October 22, 2015

What Can Biotechnology Learn From Open Source?

Open source began in the software world, comprising programs in which the underlying code was freely available for others to use and modify. Naturally lending itself to collaborative work, it allowed large groups spread out across the world to develop software covering operating systems, internet browsers, 3D modelling software, and even monetary alternatives. Despite being free to modify, a number of companies have successfully developed business models based on open source, usually by offering support services on top of the open code – the best example here being Red Hat Enterprise Linux.

However, open source is rapidly moving beyond software to encompass both physical technology (as seen in Tesla Motors’ recent release of IP) and synthetic biology (for example, BioBricks and the BiOS Initiative). Supported by the growth of citizen scientists, in particular the DIY Bio and biohacker movement with their open, collaborative labs, open source is likely to make a strong impact on synthetic biology. To find out more on this subject, we’ve invited a number of experts to a discussion panel at the SynBioBeta SF 2015 conference. The panel will be moderated by Roger Chen, of O’Reilley AlphaTech Ventures, a seed-stage investment group with a focus on areas best considered the realm of the ‘alpha-geek’. Dr Roger Chen is a principal at OATV, having moved to this position after completing first his PhD in nanotechnology and then a short stint as a consultant at a VC firm.

Spreading the word: O’Reilly Media

Founded in 1978, O’Reilly Media can be, broadly, said to focus on bringing information on innovation to the world. Their original offerings were technical books and manuals, the popularity of which led them to develop the world’s first commercial web publication, Global Network Navigator. The firm later expanded into organising technology conferences, with the best known being the O’Reilly Open Source Convention which, as the name suggests, focuses on open-source technology.

Open source technology has long been a cause of Tim O’Reilly, who has for years believed that it will bring about a paradigm shift in the way in which value is built on computer applications. Well established in software, open source is also making inroads to synthetic biology – and so we will be very interested to hear Tim O’Reilly’s opinions during his keynote speech.

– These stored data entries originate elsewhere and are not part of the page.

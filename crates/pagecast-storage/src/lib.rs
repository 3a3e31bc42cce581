//! Object store backends for pagecast.
//!
//! - S3 and S3-compatible services (production)
//! - Local filesystem (development)
//! - In-memory (tests and single-process runs)

pub mod local;
pub mod memory;
pub mod s3;

pub use local::LocalObjectStore;
pub use memory::MemoryObjectStore;
pub use s3::S3ObjectStore;

use pagecast_config::StorageConfig;
use pagecast_core::{ObjectStore, Result};
use std::sync::Arc;

/// Build the backend selected by configuration.
pub fn from_config(config: &StorageConfig) -> Result<Arc<dyn ObjectStore>> {
    match config {
        StorageConfig::S3(s3) => Ok(Arc::new(S3ObjectStore::new(s3)?)),
        StorageConfig::Local { root } => Ok(Arc::new(LocalObjectStore::new(root.clone()))),
    }
}
#[cfg(test)]
mod tests {
    use super::*;
    use crate::{MemoryStatusStore, SyncError};
    use async_trait::async_trait;
    use bytes::Bytes;
    use pagecast_builder::{BuildError, BuildResult};
    use pagecast_core::{BuildDescriptor, ObjectStore, ProjectKind, Result as CoreResult};
    use pagecast_storage::MemoryObjectStore;
    use std::path::Path;
    use std::sync::Mutex;
    use tempfile::TempDir;

    /// Status store that also records every write.
    ///
    /// With `fail_after` set, a write of that status is immediately followed
    /// by an unrecorded `failed`, as if another worker had finalised the job.
    #[derive(Default)]
    struct RecordingStatusStore {
        inner: MemoryStatusStore,
        writes: Mutex<Vec<DeploymentStatus>>,
        fail_after: Option<DeploymentStatus>,
    }

    impl RecordingStatusStore {
        fn writes(&self) -> Vec<DeploymentStatus> {
            self.writes.lock().unwrap().clone()
        }
    }

    #[async_trait]
    impl StatusStore for RecordingStatusStore {
        async fn set_status(&self, job_id: &JobId, status: DeploymentStatus) -> CoreResult<()> {
            self.writes.lock().unwrap().push(status);
            self.inner.set_status(job_id, status).await?;
            if self.fail_after == Some(status) {
                self.inner.set_status(job_id, DeploymentStatus::Failed).await?;
            }
            Ok(())
        }

        async fn get_status(&self, job_id: &JobId) -> CoreResult<Option<DeploymentStatus>> {
            self.inner.get_status(job_id).await
        }
    }

    /// Builds by copying `index.html` from the checkout into `dist/`.
    struct CopyBuilder;

    #[async_trait]
    impl ProjectBuilder for CopyBuilder {
        async fn build(&self, project_dir: &Path) -> BuildResult<BuildDescriptor> {
            let manifest = project_dir.join("package.json");
            if !manifest.exists() {
                return Err(BuildError::ManifestNotFound(manifest));
            }
            let dist = project_dir.join("dist");
            std::fs::create_dir_all(&dist)?;
            std::fs::copy(project_dir.join("index.html"), dist.join("index.html"))?;
            Ok(BuildDescriptor {
                build_path: dist,
                project_kind: ProjectKind::Generic,
            })
        }
    }

    struct Harness {
        _workspace: TempDir,
        store: Arc<MemoryObjectStore>,
        status: Arc<RecordingStatusStore>,
        pipeline: DeploymentPipeline,
    }

    fn harness_with(builder: Arc<dyn ProjectBuilder>) -> Harness {
        harness_with_status(builder, RecordingStatusStore::default())
    }

    fn harness_with_status(builder: Arc<dyn ProjectBuilder>, status: RecordingStatusStore) -> Harness {
        let workspace = tempfile::tempdir().unwrap();
        let store = Arc::new(MemoryObjectStore::new());
        let status = Arc::new(status);
        let pipeline = DeploymentPipeline::new(
            SyncEngine::new(store.clone(), workspace.path()),
            builder,
            status.clone(),
        );
        Harness {
            _workspace: workspace,
            store,
            status,
            pipeline,
        }
    }

    fn harness() -> Harness {
        harness_with(Arc::new(CopyBuilder))
    }

    async fn seed(store: &MemoryObjectStore, files: &[(&str, &str)]) {
        for (key, body) in files {
            store
                .put(key, Bytes::from(body.to_string()), "text/plain")
                .await
                .unwrap();
        }
    }

    fn static_keys(store: &MemoryObjectStore) -> Vec<String> {
        store
            .keys()
            .into_iter()
            .filter(|k| k.contains("/_static/"))
            .collect()
    }

    fn id(raw: &str) -> JobId {
        JobId::parse(raw).unwrap()
    }

    #[tokio::test]
    async fn test_successful_deployment() {
        let h = harness();
        seed(
            &h.store,
            &[("site/package.json", "{}"), ("site/index.html", "<h1>site</h1>")],
        )
        .await;

        let outcome = h.pipeline.process(&id("site")).await;
        assert!(matches!(outcome, JobOutcome::Deployed { files: 1 }));
        assert_eq!(
            h.status.writes(),
            vec![
                DeploymentStatus::Building,
                DeploymentStatus::Deploying,
                DeploymentStatus::Deployed
            ]
        );
        let object = h.store.get("site/_static/index.html").await.unwrap();
        assert_eq!(&object.data[..], b"<h1>site</h1>");
        assert!(!h.pipeline.sync.workspace_for(&id("site")).exists());
    }

    #[tokio::test]
    async fn test_missing_manifest_fails_without_artifact() {
        let h = harness();
        seed(&h.store, &[("demo2/index.html", "<h1>no manifest</h1>")]).await;

        let outcome = h.pipeline.process(&id("demo2")).await;
        assert!(matches!(
            outcome,
            JobOutcome::Failed(DeployError::Build(BuildError::ManifestNotFound(_)))
        ));
        assert_eq!(
            h.status.writes(),
            vec![DeploymentStatus::Building, DeploymentStatus::Failed]
        );
        assert!(static_keys(&h.store).is_empty());
        assert!(!h.pipeline.sync.workspace_for(&id("demo2")).exists());
    }

    #[tokio::test]
    async fn test_failed_workspace_kept_on_request() {
        let mut h = harness();
        h.pipeline = h.pipeline.keep_failed_workspace(true);
        seed(&h.store, &[("demo3/index.html", "<h1>no manifest</h1>")]).await;

        let outcome = h.pipeline.process(&id("demo3")).await;
        assert!(matches!(outcome, JobOutcome::Failed(_)));
        assert!(h.pipeline.sync.workspace_for(&id("demo3")).join("index.html").exists());
    }

    #[tokio::test]
    async fn test_job_failed_elsewhere_mid_run_is_not_overwritten() {
        let h = harness_with_status(
            Arc::new(CopyBuilder),
            RecordingStatusStore {
                fail_after: Some(DeploymentStatus::Building),
                ..Default::default()
            },
        );
        seed(
            &h.store,
            &[("raced/package.json", "{}"), ("raced/index.html", "<h1>raced</h1>")],
        )
        .await;

        let outcome = h.pipeline.process(&id("raced")).await;
        assert!(matches!(outcome, JobOutcome::Skipped(DeploymentStatus::Failed)));
        assert_eq!(h.status.writes(), vec![DeploymentStatus::Building]);
        assert_eq!(
            h.status.get_status(&id("raced")).await.unwrap(),
            Some(DeploymentStatus::Failed)
        );
        assert!(static_keys(&h.store).is_empty());
    }

    #[tokio::test]
    async fn test_missing_source_fails() {
        let h = harness();
        seed(&h.store, &[("other/package.json", "{}")]).await;

        let outcome = h.pipeline.process(&id("ghost")).await;
        assert!(matches!(
            outcome,
            JobOutcome::Failed(DeployError::Sync(SyncError::SourceNotFound { .. }))
        ));
        assert_eq!(
            h.status.inner.get_status(&id("ghost")).await.unwrap(),
            Some(DeploymentStatus::Failed)
        );
    }

    #[tokio::test]
    async fn test_duplicate_delivery_is_skipped() {
        let h = harness();
        let job = id("done");
        h.status.inner.set_status(&job, DeploymentStatus::Deployed).await.unwrap();

        let outcome = h.pipeline.process(&job).await;
        assert!(matches!(outcome, JobOutcome::Skipped(DeploymentStatus::Deployed)));
        assert!(h.status.writes().is_empty());
    }

    #[tokio::test]
    async fn test_interrupted_attempt_is_marked_failed() {
        let h = harness();
        let job = id("crashed");
        h.status.inner.set_status(&job, DeploymentStatus::Deploying).await.unwrap();

        let outcome = h.pipeline.process(&job).await;
        assert!(matches!(outcome, JobOutcome::Skipped(DeploymentStatus::Deploying)));
        assert_eq!(h.status.writes(), vec![DeploymentStatus::Failed]);
    }

    #[tokio::test]
    async fn test_rerun_replaces_partial_artifact() {
        let h = harness();
        seed(
            &h.store,
            &[
                ("again/package.json", "{}"),
                ("again/index.html", "new"),
                ("again/_static/stale.js", "old"),
            ],
        )
        .await;
        h.status.inner.set_status(&id("again"), DeploymentStatus::Queued).await.unwrap();

        let outcome = h.pipeline.process(&id("again")).await;
        assert!(outcome.is_deployed());
        assert_eq!(static_keys(&h.store), vec!["again/_static/index.html"]);
    }

    #[tokio::test]
    async fn test_superstring_ids_are_isolated() {
        let h = harness();
        seed(
            &h.store,
            &[
                ("abcd/package.json", "{}"),
                ("abcd/index.html", "abcd"),
            ],
        )
        .await;

        let outcome = h.pipeline.process(&id("abc")).await;
        assert!(matches!(outcome, JobOutcome::Failed(DeployError::Sync(_))));
        assert!(static_keys(&h.store).is_empty());
    }

    /// Runs the real npm runner against a shell-script stand-in.
    #[cfg(unix)]
    #[tokio::test]
    async fn test_end_to_end_with_npm_runner() {
        use pagecast_builder::NpmBuilder;

        let scripts = tempfile::tempdir().unwrap();
        let fake_npm = scripts.path().join("npm.sh");
        std::fs::write(
            &fake_npm,
            "case \"$1\" in\n  install) exit 0 ;;\n  run) mkdir -p dist && cp index.html dist/index.html ;;\nesac\n",
        )
        .unwrap();
        let builder = NpmBuilder::new(&format!("sh {}", fake_npm.display()));

        let h = harness_with(Arc::new(builder));
        seed(
            &h.store,
            &[
                ("demo1/package.json", r#"{"scripts":{"build":"vite build"}}"#),
                ("demo1/index.html", "<h1>demo1</h1>"),
            ],
        )
        .await;

        let outcome = h.pipeline.process(&id("demo1")).await;
        assert!(outcome.is_deployed(), "{outcome:?}");
        assert_eq!(
            h.status.writes(),
            vec![
                DeploymentStatus::Building,
                DeploymentStatus::Deploying,
                DeploymentStatus::Deployed
            ]
        );
        let object = h.store.get("demo1/_static/index.html").await.unwrap();
        assert_eq!(&object.data[..], b"<h1>demo1</h1>");
        assert_eq!(object.content_type.as_deref(), Some("text/html"));
    }
}
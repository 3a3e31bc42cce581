//! Health check endpoints.

use axum::Json;
use axum::Router;
use axum::routing::get;
use serde_json::{Value, json};

pub fn router<S>() -> Router<S>
where
    S: Clone + Send + Sync + 'static,
{
    Router::new()
        .route("/health", get(health))
        .route("/health/ready", get(ready))
}

async fn health() -> Json<Value> {
    Json(json!({ "status": "ok" }))
}

async fn ready() -> Json<Value> {
    Json(json!({ "status": "ready" }))
}
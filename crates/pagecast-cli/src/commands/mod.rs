//! CLI command implementations.

pub mod jobs;
pub mod worker;

use anyhow::Result;
use pagecast_config::{StorageConfig, SystemConfig};
use std::path::Path;

pub fn validate_config(path: Option<&Path>) -> Result<()> {
    match SystemConfig::load(path) {
        Ok(config) => {
            match &config.storage {
                StorageConfig::S3(s3) => println!("Storage: s3 ({:?})", s3),
                StorageConfig::Local { root } => println!("Storage: local ({})", root.display()),
            }
            println!("Workspace: {}", config.worker.workspace.display());
            println!("API: {}  Edge: {}", config.http.api_addr, config.http.edge_addr);
            println!("Configuration is valid");
            Ok(())
        }
        Err(e) => {
            println!("Configuration error: {}", e);
            std::process::exit(1);
        }
    }
}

Fertilising innovation: OpenPlant

The OpenPlant initiative is an interdisciplinary collaboration covering plant synthetic biology innovation, with centres at both the University of Cambridge and JIC/TSL Norwich. They aim to develop standardised plant genetic engineering techniques, including the development of newly engineered traits, and then to promote these developments via open-innovation practices. OpenPlant also runs a small fund to support innovative projects from graduate students and postdocs, with an emphasis on producing tangible, openly available information for the community.

Plants as Protein Factories. Source: John Innes Centre. N.benthamiana leaf after agro-infiltration with genes from the Avenacin cluster (blue) and GFP control (green).

Plants as Protein Factories. Source: John Innes Centre. N.benthamiana leaf after agro-infiltration with genes from the Avenacin cluster (blue) and GFP control (green).

Dr. Jim Haseloff is currently based at the University of Cambridge, where his team develops genetic tools to model, visualise, and control plant morphogenesis and development. He also somehow finds the time to act as co-director of the OpenPlant initiative, and so will be providing us with some viewpoints on OpenPlant’s successes at SynBioBeta SF.

Seed funding: Monsanto Growth Ventures

Monsanto Company, of course, is a multinational agrochemical and agro-biotech firm, with Monsanto Growth Ventures acting as their venture capital arm (hence the terrible title pun). They invest in and collaborate with companies which have developed novel agriculture-based technologies – with interests ranging from biotechnology to business models. Founded in 2012, the venture capital group examines companies of all sizes and growth stages, and indeed were responsible for setting up the USD 930 million acquisition of Climate Corp in 2013.

As such we are lucky to have Dr Kiersten Stead, currently a Venture Principal at Monsanto Growth Ventures, at the upcoming SynBioBeta SF conference. Prior to this position she worked on the VC team at Burrill & Company, as a management consultant, and as an agricultural scientist, a total of over 15 years’ experience in agro-biotech. It will be very interesting to hear her take on the role of Open Source in synthetic biology.

Alpine investment: Syngenta
Rounding off our supply of industry titans is Christine Gould from Syngenta, the Swiss-based agribusiness. With a current market cap of 29.7 billion USD and a global presence, Syngenta has multiple product lines including seeds, herbicides and insecticides. As with Monsanto, Syngenta also maintains an investment arm, Syngenta Ventures, with a number of smaller firms in their portfolio.

Christine Gould is currently head of Next Generation Innovation & Engagement at Syngenta, where she determines new collaboration and investment opportunities. Alongside this she is also the founder and CEO of the Thought for Food & Food for Thought Foundation (TFF for short), a non-profit organisation which helps focus entrepreneurial university students on solutions for world hunger.

These speakers will be talking in Session 3: Open Source Lessons for Synthetic Biology (11:40 am – 12:00 pm) at SynBioBeta SF 2015.